* Problem to solve *
Each line below needs to be repeated precisely as it is.
--------
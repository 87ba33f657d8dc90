//! Bill-of-materials line - fabric, rib, trim and label consumption

use serde::{Deserialize, Serialize};

use crate::core::entity::{next_id, Entity};
use crate::core::identity::{EntityId, EntityPrefix};
use crate::core::numeric::Amount;

/// One BOM line, costed per unit of output
#[derive(Debug, Clone, PartialEq, Serialize, Deserialize)]
pub struct BomLine {
    /// Unique identifier
    pub id: EntityId,

    /// Indent level in the BOM tree (1 = directly on the garment)
    #[serde(default = "default_level")]
    pub level: u32,

    /// Category label (Fabric, Rib, Trim, ...)
    #[serde(rename = "type", default)]
    pub kind: String,

    #[serde(default)]
    pub description: String,

    #[serde(default)]
    pub supplier: String,

    /// Unit of measure for consumption and price (m, pcs, ...)
    #[serde(default = "default_uom")]
    pub unit_of_measure: String,

    /// Quantity consumed per garment
    #[serde(default)]
    pub consumption: Amount,

    /// Waste allowance in percentage points (5 = 5%)
    #[serde(default)]
    pub waste_percent: Amount,

    /// Price per unit of measure
    #[serde(default)]
    pub unit_price: Amount,

    /// Currency code; amounts are summed nominally, never converted
    #[serde(default = "default_currency")]
    pub currency: String,

    /// Which sizes/colorways the line applies to
    #[serde(default = "default_effectivity")]
    pub effectivity: String,
}

fn default_level() -> u32 {
    1
}

fn default_uom() -> String {
    "m".to_string()
}

pub(crate) fn default_currency() -> String {
    "USD".to_string()
}

fn default_effectivity() -> String {
    "All".to_string()
}

impl Entity for BomLine {
    const PREFIX: EntityPrefix = EntityPrefix::Bom;
    const KIND: &'static str = "BOM line";

    fn id(&self) -> &EntityId {
        &self.id
    }

    fn label(&self) -> &str {
        &self.description
    }
}

impl BomLine {
    /// Create an empty line with a fresh id
    pub fn new(kind: impl Into<String>, description: impl Into<String>) -> Self {
        Self {
            id: next_id::<Self>(),
            level: default_level(),
            kind: kind.into(),
            description: description.into(),
            supplier: String::new(),
            unit_of_measure: default_uom(),
            consumption: Amount::ZERO,
            waste_percent: Amount::ZERO,
            unit_price: Amount::ZERO,
            currency: default_currency(),
            effectivity: default_effectivity(),
        }
    }

    /// Set consumption, waste and price in one go
    pub fn with_costing(
        mut self,
        consumption: impl Into<Amount>,
        waste_percent: impl Into<Amount>,
        unit_price: impl Into<Amount>,
    ) -> Self {
        self.consumption = consumption.into();
        self.waste_percent = waste_percent.into();
        self.unit_price = unit_price.into();
        self
    }

    /// Consumption inflated by the waste allowance
    pub fn gross_consumption(&self) -> f64 {
        self.consumption.get() * (1.0 + self.waste_percent.get() / 100.0)
    }

    /// Cost contribution of this line per garment
    pub fn cost(&self) -> f64 {
        self.gross_consumption() * self.unit_price.get()
    }
}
--------
* The answer *
repository 87ba33f657d8dc90
//! Bill-of-materials line - fabric, rib, trim and label consumption

use serde::{Deserialize, Serialize};

use crate::core::entity::{next_id, Entity};
use crate::core::identity::{EntityId, EntityPrefix};
use crate::core::numeric::Amount;

/// One BOM line, costed per unit of output
#[derive(Debug, Clone, PartialEq, Serialize, Deserialize)]
pub struct BomLine {
    /// Unique identifier
    pub id: EntityId,

    /// Indent level in the BOM tree (1 = directly on the garment)
    #[serde(default = "default_level")]
    pub level: u32,

    /// Category label (Fabric, Rib, Trim, ...)
    #[serde(rename = "type", default)]
    pub kind: String,

    #[serde(default)]
    pub description: String,

    #[serde(default)]
    pub supplier: String,

    /// Unit of measure for consumption and price (m, pcs, ...)
    #[serde(default = "default_uom")]
    pub unit_of_measure: String,

    /// Quantity consumed per garment
    #[serde(default)]
    pub consumption: Amount,

    /// Waste allowance in percentage points (5 = 5%)
    #[serde(default)]
    pub waste_percent: Amount,

    /// Price per unit of measure
    #[serde(default)]
    pub unit_price: Amount,

    /// Currency code; amounts are summed nominally, never converted
    #[serde(default = "default_currency")]
    pub currency: String,

    /// Which sizes/colorways the line applies to
    #[serde(default = "default_effectivity")]
    pub effectivity: String,
}

fn default_level() -> u32 {
    1
}

fn default_uom() -> String {
    "m".to_string()
}

pub(crate) fn default_currency() -> String {
    "USD".to_string()
}

fn default_effectivity() -> String {
    "All".to_string()
}

impl Entity for BomLine {
    const PREFIX: EntityPrefix = EntityPrefix::Bom;
    const KIND: &'static str = "BOM line";

    fn id(&self) -> &EntityId {
        &self.id
    }

    fn label(&self) -> &str {
        &self.description
    }
}

impl BomLine {
    /// Create an empty line with a fresh id
    pub fn new(kind: impl Into<String>, description: impl Into<String>) -> Self {
        Self {
            id: next_id::<Self>(),
            level: default_level(),
            kind: kind.into(),
            description: description.into(),
            supplier: String::new(),
            unit_of_measure: default_uom(),
            consumption: Amount::ZERO,
            waste_percent: Amount::ZERO,
            unit_price: Amount::ZERO,
            currency: default_currency(),
            effectivity: default_effectivity(),
        }
    }

    /// Set consumption, waste and price in one go
    pub fn with_costing(
        mut self,
        consumption: impl Into<Amount>,
        waste_percent: impl Into<Amount>,
        unit_price: impl Into<Amount>,
    ) -> Self {
        self.consumption = consumption.into();
        self.waste_percent = waste_percent.into();
        self.unit_price = unit_price.into();
        self
    }

    /// Consumption inflated by the waste allowance
    pub fn gross_consumption(&self) -> f64 {
        self.consumption.get() * (1.0 + self.waste_percent.get() / 100.0)
    }

    /// Cost contribution of this line per garment
    pub fn cost(&self) -> f64 {
        self.gross_consumption() * self.unit_price.get()
    }
}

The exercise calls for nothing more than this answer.